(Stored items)
----
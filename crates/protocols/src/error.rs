use thiserror::Error;

/// Failure of a single contract read.
///
/// The variants split into two groups. `Reverted`, `EmptyReturn` and
/// `Decode` mean the contract does not implement the requested interface;
/// `Rpc`, `Transport` and `InvalidAddress` mean the read itself could not be
/// performed and nothing is known about the contract.
#[derive(Debug, Clone, PartialEq, Eq, Error)]
pub enum CallError {
    /// The call executed and reverted.
    #[error("call reverted: {0}")]
    Reverted(String),

    /// The call succeeded but returned no bytes (no code at the address, or
    /// a fallback that returns nothing).
    #[error("call returned no data")]
    EmptyReturn,

    /// Return data did not have the expected ABI shape.
    #[error("cannot decode return data: {0}")]
    Decode(String),

    /// The node answered with a JSON-RPC error unrelated to execution.
    #[error("rpc error {code}: {message}")]
    Rpc { code: i64, message: String },

    /// The node could not be reached or answered with garbage.
    #[error("transport error: {0}")]
    Transport(String),

    /// Not a 20-byte hex address.
    #[error("invalid address: {0}")]
    InvalidAddress(String),
}

impl CallError {
    /// True when the error proves the contract lacks the probed interface.
    #[must_use]
    pub fn is_interface_mismatch(&self) -> bool {
        matches!(
            self,
            CallError::Reverted(_) | CallError::EmptyReturn | CallError::Decode(_)
        )
    }
}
----
• **Exercise directions**
In the entries above, find the line containing "i64, message: String". Set down that line and every line after it through the last one, exactly and alone.

• **Answer space**
    Rpc { code: i64, message: String },

    /// The node could not be reached or answered with garbage.
    #[error("transport error: {0}")]
    Transport(String),

    /// Not a 20-byte hex address.
    #[error("invalid address: {0}")]
    InvalidAddress(String),
}

impl CallError {
    /// True when the error proves the contract lacks the probed interface.
    #[must_use]
    pub fn is_interface_mismatch(&self) -> bool {
        matches!(
            self,
            CallError::Reverted(_) | CallError::EmptyReturn | CallError::Decode(_)
        )
    }
}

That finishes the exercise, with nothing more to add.